Device description: Subjects were implanted with one or more wireless stimulator systems (StimRelieve LLC, Miami Beach, FL, USA) each containing four or eight contacts (3 mm in diameter with 4 mm spacing). The stimulator system utilizes an implantable electrode contact array, microprocessor receiver and antenna embedded within the electrode wire that couples to an external transmitting antenna and pulse generator (Figs. 1 and 2) The implanted stimulator is 100% passive (i.e., no implanted power source). The external transmitting antenna was worn in a baseball cap (Fig. 3) and is wirelessly coupled to provide energy to the implanted stimulator. Subjects would have to wear the baseball cap on a daily base for at least 8 h/day. The antenna component would cover the location of the inbedded receiver, externally powering the electrode array and thus providing therapeutic stimulation to the enervated nerves. The external pulse generator is programmed by the clinician to send desired stimulation parameters through a direct electric coupling RF transmitting antenna to the electrode receiver, thereby wirelessly transferring stimulation commands and power to the implanted stimulator. The system uses radiofrequency energy at 915 MHz to transfer power and selected parameters to the implanted stimulator. The implanted stimulator and power source are coupled at such a short distance that the energy emitted from the antenna is relatively low. Wavelengths and product specifications have been designed to decrease risk related to the wireless transmission of energy12 and reliably transfer the clinician’s desired stimulation parameters [23].

Fig. 1 Neuro-stimulator electrode, MRI compatible, for both 1.5 and 3 T.
Fig. 1

Neuro-stimulator electrode, MRI compatible, for both 1.5 and 3 T.

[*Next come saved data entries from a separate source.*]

use std::io;

use anyhow::{anyhow, Context, Result};
use serde::Deserialize;

#[derive(Debug, Clone, Deserialize, Default)]
pub struct AppConfig {
    #[serde(default)]
    pub server: ServerConfig,
    #[serde(default)]
    pub database: DatabaseConfig,
    #[serde(default)]
    pub storage: StorageConfig,
}

#[derive(Debug, Clone, Deserialize)]
pub struct ServerConfig {
    pub host: String,
    pub port: u16,
    #[serde(default)]
    pub worker_threads: Option<usize>,
}

impl Default for ServerConfig {
    fn default() -> Self {
        Self { host: "127.0.0.1".into(), port: 8080, worker_threads: Some(4) }
    }
}

#[derive(Debug, Clone, Deserialize)]
pub struct DatabaseConfig {
    #[serde(default)]
    pub url: String,
    #[serde(default = "default_max_connections")]
    pub max_connections: u32,
    #[serde(default = "default_min_connections")]
    pub min_connections: u32,
    #[serde(default = "default_connect_timeout")]
    pub connect_timeout_secs: u64,
    #[serde(default = "default_idle_timeout")]
    pub idle_timeout_secs: u64,
    #[serde(default = "default_max_lifetime")]
    pub max_lifetime_secs: u64,
    #[serde(default = "default_acquire_timeout")]
    pub acquire_timeout_secs: u64,
    #[serde(default)]
    pub sqlx_logging: bool,
    /// Apply pending migrations on startup.
    #[serde(default = "default_run_migrations")]
    pub run_migrations: bool,
}

impl Default for DatabaseConfig {
    fn default() -> Self {
        Self {
            url: String::new(),
            max_connections: default_max_connections(),
            min_connections: default_min_connections(),
            connect_timeout_secs: default_connect_timeout(),
            idle_timeout_secs: default_idle_timeout(),
            max_lifetime_secs: default_max_lifetime(),
            acquire_timeout_secs: default_acquire_timeout(),
            sqlx_logging: false,
            run_migrations: default_run_migrations(),
        }
    }
}

fn default_max_connections() -> u32 { 10 }
fn default_min_connections() -> u32 { 2 }
fn default_connect_timeout() -> u64 { 30 }
fn default_idle_timeout() -> u64 { 600 }
fn default_max_lifetime() -> u64 { 3600 }
fn default_acquire_timeout() -> u64 { 30 }
fn default_run_migrations() -> bool { true }

/// Where entities are persisted.
#[derive(Debug, Clone, Copy, Deserialize, PartialEq, Eq, Default)]
#[serde(rename_all = "lowercase")]
pub enum StorageBackend {
    #[default]
    Postgres,
    /// Process-local maps; data is lost on restart.
    Memory,
}

impl std::str::FromStr for StorageBackend {
    type Err = anyhow::Error;

    fn from_str(s: &str) -> Result<Self> {
        match s.trim().to_ascii_lowercase().as_str() {
            "postgres" | "postgresql" => Ok(Self::Postgres),
            "memory" => Ok(Self::Memory),
            other => Err(anyhow!("unknown storage backend `{other}` (expected postgres or memory)")),
        }
    }
}

#[derive(Debug, Clone, Deserialize, Default)]
pub struct StorageConfig {
    #[serde(default)]
    pub backend: StorageBackend,
}

fn config_path() -> String {
    std::env::var("CONFIG_PATH").unwrap_or_else(|_| "config.toml".to_string())
}

pub fn load_from_str(content: &str) -> Result<AppConfig> {
    let cfg: AppConfig = toml::from_str(content)?;
    Ok(cfg)
}

impl AppConfig {
    /// Read the TOML file at `CONFIG_PATH`, or build from environment
    /// variables when it is missing, then normalize and validate.
    pub fn load_and_validate() -> Result<Self> {
        Self::load_and_validate_from(&config_path())
    }

    /// Only a missing file falls back to the environment; unreadable or
    /// malformed files are errors.
    pub fn load_and_validate_from(path: &str) -> Result<Self> {
        let mut cfg = match std::fs::read_to_string(path) {
            Ok(content) => load_from_str(&content).with_context(|| format!("invalid config file {path}"))?,
            Err(e) if e.kind() == io::ErrorKind::NotFound => Self::from_env(),
            Err(e) => return Err(e).with_context(|| format!("cannot read config file {path}")),
        };
        cfg.normalize_and_validate()?;
        Ok(cfg)
    }

    /// Defaults overlaid with `SERVER_HOST`, `SERVER_PORT`, `DATABASE_URL`
    /// and `STORAGE_BACKEND`.
    pub fn from_env() -> Self {
        let mut cfg = Self::default();
        if let Ok(host) = std::env::var("SERVER_HOST") {
            cfg.server.host = host;
        }
        if let Some(port) = std::env::var("SERVER_PORT").ok().and_then(|p| p.parse::<u16>().ok()) {
            cfg.server.port = port;
        }
        if let Some(w) = std::env::var("TOKIO_WORKER_THREADS").ok().and_then(|v| v.parse::<usize>().ok()) {
            cfg.server.worker_threads = Some(w);
        }
        if let Ok(url) = std::env::var("DATABASE_URL") {
            cfg.database.url = url;
        }
        if let Some(backend) = std::env::var("STORAGE_BACKEND").ok().and_then(|b| b.parse().ok()) {
            cfg.storage.backend = backend;
        }
        cfg
    }

    pub fn normalize_and_validate(&mut self) -> Result<()> {
        self.server.normalize()?;
        if self.storage.backend == StorageBackend::Postgres {
            self.database.normalize_from_env();
            self.database.validate()?;
        }
        Ok(())
    }
}

impl ServerConfig {
    fn normalize(&mut self) -> Result<()> {
        if self.host.trim().is_empty() {
            self.host = "127.0.0.1".to_string();
        }
        if self.port == 0 {
            return Err(anyhow!("server.port must be in 1..=65535"));
        }
        match self.worker_threads {
            Some(0) | None => self.worker_threads = Some(4),
            Some(_) => {}
        }
        Ok(())
    }
}

impl DatabaseConfig {
    pub fn normalize_from_env(&mut self) {
        if self.url.trim().is_empty() {
            if let Ok(url) = std::env::var("DATABASE_URL") {
                self.url = url;
            }
        }
    }

    pub fn validate(&self) -> Result<()> {
        if self.url.trim().is_empty() {
            return Err(anyhow!("database.url is empty; set it in config.toml or DATABASE_URL"));
        }
        let lower = self.url.to_lowercase();
        if !(lower.starts_with("postgresql://") || lower.starts_with("postgres://")) {
            return Err(anyhow!("database.url must start with postgresql:// or postgres://"));
        }
        if self.min_connections == 0 {
            return Err(anyhow!("database.min_connections must be >= 1"));
        }
        if self.max_connections < self.min_connections {
            return Err(anyhow!("database.max_connections must be >= min_connections"));
        }
        if self.connect_timeout_secs == 0 || self.acquire_timeout_secs == 0 {
            return Err(anyhow!("database timeouts must be positive seconds"));
        }
        Ok(())
    }
}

Fig. 2 Neurostimulator receiver.
Fig. 2

Neurostimulator receiver.

Fig. 3 External pulse generator in a baseball cap.
Fig. 3

External pulse generator in a baseball cap.

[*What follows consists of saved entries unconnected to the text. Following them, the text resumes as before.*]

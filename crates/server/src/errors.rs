use axum::extract::rejection::{JsonRejection, PathRejection};
use axum::http::StatusCode;
use common::ResponseEnvelope;
use thiserror::Error;
use tracing::warn;

/// Failure envelope for a body that could not be parsed.
///
/// Syntax and data errors (unknown enum value, missing field, wrong type)
/// are client input errors and answer 400; a missing JSON content type or
/// an unreadable body keeps axum's status.
pub fn bad_body<T>(rejection: JsonRejection) -> ResponseEnvelope<T> {
    let status = match &rejection {
        JsonRejection::JsonDataError(_) | JsonRejection::JsonSyntaxError(_) => StatusCode::BAD_REQUEST,
        other => other.status(),
    };
    warn!(status = status.as_u16(), "rejected request body");
    ResponseEnvelope::failure(status, format!("Invalid request body: {}", rejection.body_text()))
}

/// Failure envelope for an id segment that is not an integer.
pub fn bad_path<T>(rejection: PathRejection) -> ResponseEnvelope<T> {
    ResponseEnvelope::failure(StatusCode::BAD_REQUEST, format!("Invalid path: {}", rejection.body_text()))
}

#[derive(Debug, Error)]
pub enum StartupError {
    #[error("invalid configuration: {0}")]
    InvalidConfig(String),
    #[error("database unavailable: {0}")]
    Database(String),
    #[error("migration failed: {0}")]
    Migration(String),
}
pub mod routes;
pub mod startup;
pub mod state;
pub mod errors;
pub mod openapi;

pub use startup::run;
pub use state::ServerState;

The stimulation parameter spectrum available for clinical use and evaluation include: amplitude:1-24mA, pulse width: 10-1000 ms, frequency: 5-20,000 Hz.

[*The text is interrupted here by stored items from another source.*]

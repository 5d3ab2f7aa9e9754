use rust_decimal::Decimal;
use sea_orm::entity::prelude::*;
use serde::{Deserialize, Serialize};

use crate::enums::{OrderStatus, PaymentMethod};
use crate::errors::ModelError;
use crate::{client, priority};

pub const SHIPPING_ADDRESS_MAX: usize = 255;
pub const TRACKING_NUMBER_MAX: usize = 64;

#[derive(Clone, Debug, PartialEq, DeriveEntityModel, Serialize, Deserialize)]
#[sea_orm(table_name = "pedido")]
pub struct Model {
    #[sea_orm(primary_key)]
    pub id: i64,
    #[sea_orm(column_name = "cliente_id")]
    pub client_id: i64,
    #[sea_orm(column_name = "prioridad_id")]
    pub priority_id: Option<i64>,
    #[sea_orm(column_name = "fecha_pedido")]
    pub order_date: DateTimeWithTimeZone,
    /// Estimated delivery.
    #[sea_orm(column_name = "fecha_entrega")]
    pub delivery_date: Option<DateTimeWithTimeZone>,
    #[sea_orm(column_name = "estado_pedido")]
    pub status: OrderStatus,
    #[sea_orm(column_name = "monto_total", column_type = "Decimal(Some((12, 2)))")]
    pub total_amount: Decimal,
    #[sea_orm(column_name = "metodo_pago")]
    pub payment_method: PaymentMethod,
    #[sea_orm(column_name = "direccion_envio")]
    pub shipping_address: String,
    #[sea_orm(column_name = "fecha_modificacion")]
    pub updated_at: DateTimeWithTimeZone,
    #[sea_orm(column_name = "numero_seguimiento")]
    pub tracking_number: Option<String>,
}

#[derive(Copy, Clone, Debug, EnumIter)]
pub enum Relation {
    Client,
    Priority,
}

impl RelationTrait for Relation {
    fn def(&self) -> RelationDef {
        match self {
            Relation::Client => Entity::belongs_to(client::Entity)
                .from(Column::ClientId)
                .to(client::Column::Id)
                .into(),
            Relation::Priority => Entity::belongs_to(priority::Entity)
                .from(Column::PriorityId)
                .to(priority::Column::Id)
                .into(),
        }
    }
}

impl Related<client::Entity> for Entity {
    fn to() -> RelationDef { Relation::Client.def() }
}

impl Related<priority::Entity> for Entity {
    fn to() -> RelationDef { Relation::Priority.def() }
}

impl ActiveModelBehavior for ActiveModel {}

pub fn validate_total_amount(amount: Decimal) -> Result<(), ModelError> {
    if amount.is_sign_negative() && !amount.is_zero() {
        return Err(ModelError::validation("total_amount must not be negative"));
    }
    if amount.scale() > 2 {
        return Err(ModelError::validation("total_amount supports at most 2 decimal places"));
    }
    Ok(())
}

pub fn validate_shipping_address(address: &str) -> Result<(), ModelError> {
    let trimmed = address.trim();
    if trimmed.is_empty() { return Err(ModelError::validation("shipping_address required")); }
    if trimmed.chars().count() > SHIPPING_ADDRESS_MAX {
        return Err(ModelError::validation(format!("shipping_address must be at most {SHIPPING_ADDRESS_MAX} characters")));
    }
    Ok(())
}

pub fn validate_tracking_number(tracking: Option<&str>) -> Result<(), ModelError> {
    match tracking {
        Some(t) if t.trim().is_empty() => Err(ModelError::validation("tracking_number must not be blank")),
        Some(t) if t.chars().count() > TRACKING_NUMBER_MAX => {
            Err(ModelError::validation(format!("tracking_number must be at most {TRACKING_NUMBER_MAX} characters")))
        }
        _ => Ok(()),
    }
}

/// Estimated delivery cannot precede the order date.
pub fn validate_delivery_window(order_date: DateTimeWithTimeZone, delivery_date: Option<DateTimeWithTimeZone>) -> Result<(), ModelError> {
    if let Some(d) = delivery_date {
        if d < order_date {
            return Err(ModelError::validation("delivery_date must not be before order_date"));
        }
    }
    Ok(())
}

Surgical procedure: Under strict aseptic precautions, the skin and subcutaneous tissues were infiltrated with local 1% lidocaine. A small skin incision was made for needle insertion, which was shaped by hand to match the skull contour to achieve appropriate device placement. A 14-gauge Tuohy needle at supraorbital, infraorbital, and/or auriculotemporal nerve targets was used for stimulator insertion. Doppler ultrasound was used to map out arterial vasculature around the target stimulator path and the stimulating electrodes were placed adjacent to nerves previously identified as pain generators by successful diagnostic nerve blocks using local anesthetic injections.

AP and lateral fluoroscopic images were used to document final electrode positioning (Figs. 4 and 5). The stimulator system was subsequently activated wirelessly to confirm electrode positioning while the patient reported comfortable paresthesia along the distribution of the targeted nerve, after retraction of the needle tip exposing electrode contacts. The device was anchored via a sub- dermal suture located at the skin entry point. Distal tubing was cut at the insertion site and buried subcutaneously. The skin entry site was closed with suture/steristrip.

Fig. 4 Skull X-ray anterior-posterior view showing the supraorbital and infraorbital location of the electrode.
Fig. 4

Skull X-ray anterior-posterior view showing the supraorbital and infraorbital location of the electrode.

Fig. 5 Skull X-ray lateral view showing the supraorbital and infraorbital placement of the electrodes.
Fig. 5

Skull X-ray lateral view showing the supraorbital and infraorbital placement of the electrodes.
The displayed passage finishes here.